## [Problem to solve]
All of the data must be returned word for word.

[Saved data entries]
* * * * * * *
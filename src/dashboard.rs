//! Prediction pipeline orchestration
//!
//! One sequential pass per rendering request: feature retrieval, model
//! lookup, scoring, classification. Per-resort failures are logged and
//! skipped so the remaining resorts still render; only shared setup may
//! fail the whole pass.

use crate::artifacts::ModelStore;
use crate::features::{FeatureProvider, FeatureStore};
use crate::models::{FeatureRow, Prediction, Resort};
use crate::scorer;
use crate::SkredError;
use anyhow::Result;
use tracing::{debug, info, warn};

/// The dashboard-facing forecasting service.
///
/// Constructed once at process start with its collaborators injected;
/// holds the session feature cache and the process-lifetime model cache.
pub struct RiskForecastService<S: FeatureStore> {
    resorts: Vec<Resort>,
    provider: FeatureProvider<S>,
    models: ModelStore,
}

impl<S: FeatureStore> RiskForecastService<S> {
    #[must_use]
    pub fn new(resorts: Vec<Resort>, provider: FeatureProvider<S>, models: ModelStore) -> Self {
        Self {
            resorts,
            provider,
            models,
        }
    }

    /// The resort reference set, in file order.
    #[must_use]
    pub fn resorts(&self) -> &[Resort] {
        &self.resorts
    }

    /// Drop session feature caches so the next pass re-fetches.
    pub fn refresh(&mut self) {
        self.provider.refresh();
    }

    /// Latest predictions, one per resort (day offset 0).
    ///
    /// Resorts absent from the feature snapshot are omitted silently;
    /// missing models and scoring failures are logged and skipped.
    pub fn latest_predictions(&mut self) -> Result<Vec<Prediction>> {
        let snapshot = self.provider.latest_snapshot()?.clone();

        let mut predictions = Vec::new();
        for resort in &self.resorts {
            let Some(features) = snapshot.get(&resort.name) else {
                debug!(resort = %resort.name, "not in latest feature snapshot, skipped");
                continue;
            };

            match score_resort(&self.models, &resort.name, features, Some(0)) {
                Ok(prediction) => predictions.push(prediction),
                Err(err) => log_skip(&resort.name, &err),
            }
        }

        info!(
            rendered = predictions.len(),
            total = self.resorts.len(),
            "latest prediction pass complete"
        );
        Ok(predictions)
    }

    /// Multi-day forecast predictions, day offsets 0-7 per resort.
    ///
    /// A resort whose stored forecast table is absent or unreadable is
    /// skipped with a warning; the remaining resorts still render.
    pub fn forecast_predictions(&mut self) -> Result<Vec<Prediction>> {
        let mut predictions = Vec::new();
        for resort in &self.resorts {
            let forecast = match self.provider.multi_day_forecast(&resort.name) {
                Ok(forecast) => forecast,
                Err(err) => {
                    warn!(resort = %resort.name, error = %err, "forecast table lookup failed, skipped");
                    continue;
                }
            };

            for (offset, features) in &forecast {
                match score_resort(&self.models, &resort.name, features, Some(*offset)) {
                    Ok(prediction) => predictions.push(prediction),
                    Err(err) => log_skip(&resort.name, &err),
                }
            }
        }
        Ok(predictions)
    }

    /// Scenario simulation: the resort's last-known feature row with the
    /// given `(field, value)` overrides applied, re-scored. Only the
    /// overridden fields differ from the last-known values.
    pub fn simulate(&mut self, resort_name: &str, overrides: &[(&str, f64)]) -> Result<Prediction> {
        let snapshot = self.provider.latest_snapshot()?;
        let Some(features) = snapshot.get(resort_name) else {
            return Err(SkredError::feature_lookup(
                resort_name,
                "no latest feature row for scenario simulation",
            )
            .into());
        };

        let mut scenario = features.clone();
        for (field, value) in overrides {
            if !scenario.set(field, *value) {
                return Err(SkredError::feature_lookup(
                    resort_name,
                    format!("unknown scenario feature {field:?}"),
                )
                .into());
            }
        }

        score_resort(&self.models, resort_name, &scenario, None)
    }
}

fn score_resort(
    models: &ModelStore,
    resort_name: &str,
    features: &FeatureRow,
    day_offset: Option<u8>,
) -> Result<Prediction> {
    let model = models.load(resort_name)?;
    let score = scorer::predict(&model, features)?;
    Ok(Prediction::from_score(resort_name, score, day_offset))
}

fn log_skip(resort: &str, err: &anyhow::Error) {
    match err.downcast_ref::<SkredError>() {
        Some(SkredError::ModelNotFound { .. }) => {
            warn!(resort, error = %err, "model artifact missing, resort skipped");
        }
        _ => {
            warn!(resort, error = %err, "prediction failed, resort skipped");
        }
    }
}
* * * * * * *
## [Response area]
filename src/dashboard.rs
//! Prediction pipeline orchestration
//!
//! One sequential pass per rendering request: feature retrieval, model
//! lookup, scoring, classification. Per-resort failures are logged and
//! skipped so the remaining resorts still render; only shared setup may
//! fail the whole pass.

use crate::artifacts::ModelStore;
use crate::features::{FeatureProvider, FeatureStore};
use crate::models::{FeatureRow, Prediction, Resort};
use crate::scorer;
use crate::SkredError;
use anyhow::Result;
use tracing::{debug, info, warn};

/// The dashboard-facing forecasting service.
///
/// Constructed once at process start with its collaborators injected;
/// holds the session feature cache and the process-lifetime model cache.
pub struct RiskForecastService<S: FeatureStore> {
    resorts: Vec<Resort>,
    provider: FeatureProvider<S>,
    models: ModelStore,
}

impl<S: FeatureStore> RiskForecastService<S> {
    #[must_use]
    pub fn new(resorts: Vec<Resort>, provider: FeatureProvider<S>, models: ModelStore) -> Self {
        Self {
            resorts,
            provider,
            models,
        }
    }

    /// The resort reference set, in file order.
    #[must_use]
    pub fn resorts(&self) -> &[Resort] {
        &self.resorts
    }

    /// Drop session feature caches so the next pass re-fetches.
    pub fn refresh(&mut self) {
        self.provider.refresh();
    }

    /// Latest predictions, one per resort (day offset 0).
    ///
    /// Resorts absent from the feature snapshot are omitted silently;
    /// missing models and scoring failures are logged and skipped.
    pub fn latest_predictions(&mut self) -> Result<Vec<Prediction>> {
        let snapshot = self.provider.latest_snapshot()?.clone();

        let mut predictions = Vec::new();
        for resort in &self.resorts {
            let Some(features) = snapshot.get(&resort.name) else {
                debug!(resort = %resort.name, "not in latest feature snapshot, skipped");
                continue;
            };

            match score_resort(&self.models, &resort.name, features, Some(0)) {
                Ok(prediction) => predictions.push(prediction),
                Err(err) => log_skip(&resort.name, &err),
            }
        }

        info!(
            rendered = predictions.len(),
            total = self.resorts.len(),
            "latest prediction pass complete"
        );
        Ok(predictions)
    }

    /// Multi-day forecast predictions, day offsets 0-7 per resort.
    ///
    /// A resort whose stored forecast table is absent or unreadable is
    /// skipped with a warning; the remaining resorts still render.
    pub fn forecast_predictions(&mut self) -> Result<Vec<Prediction>> {
        let mut predictions = Vec::new();
        for resort in &self.resorts {
            let forecast = match self.provider.multi_day_forecast(&resort.name) {
                Ok(forecast) => forecast,
                Err(err) => {
                    warn!(resort = %resort.name, error = %err, "forecast table lookup failed, skipped");
                    continue;
                }
            };

            for (offset, features) in &forecast {
                match score_resort(&self.models, &resort.name, features, Some(*offset)) {
                    Ok(prediction) => predictions.push(prediction),
                    Err(err) => log_skip(&resort.name, &err),
                }
            }
        }
        Ok(predictions)
    }

    /// Scenario simulation: the resort's last-known feature row with the
    /// given `(field, value)` overrides applied, re-scored. Only the
    /// overridden fields differ from the last-known values.
    pub fn simulate(&mut self, resort_name: &str, overrides: &[(&str, f64)]) -> Result<Prediction> {
        let snapshot = self.provider.latest_snapshot()?;
        let Some(features) = snapshot.get(resort_name) else {
            return Err(SkredError::feature_lookup(
                resort_name,
                "no latest feature row for scenario simulation",
            )
            .into());
        };

        let mut scenario = features.clone();
        for (field, value) in overrides {
            if !scenario.set(field, *value) {
                return Err(SkredError::feature_lookup(
                    resort_name,
                    format!("unknown scenario feature {field:?}"),
                )
                .into());
            }
        }

        score_resort(&self.models, resort_name, &scenario, None)
    }
}

fn score_resort(
    models: &ModelStore,
    resort_name: &str,
    features: &FeatureRow,
    day_offset: Option<u8>,
) -> Result<Prediction> {
    let model = models.load(resort_name)?;
    let score = scorer::predict(&model, features)?;
    Ok(Prediction::from_score(resort_name, score, day_offset))
}

fn log_skip(resort: &str, err: &anyhow::Error) {
    match err.downcast_ref::<SkredError>() {
        Some(SkredError::ModelNotFound { .. }) => {
            warn!(resort, error = %err, "model artifact missing, resort skipped");
        }
        _ => {
            warn!(resort, error = %err, "prediction failed, resort skipped");
        }
    }
}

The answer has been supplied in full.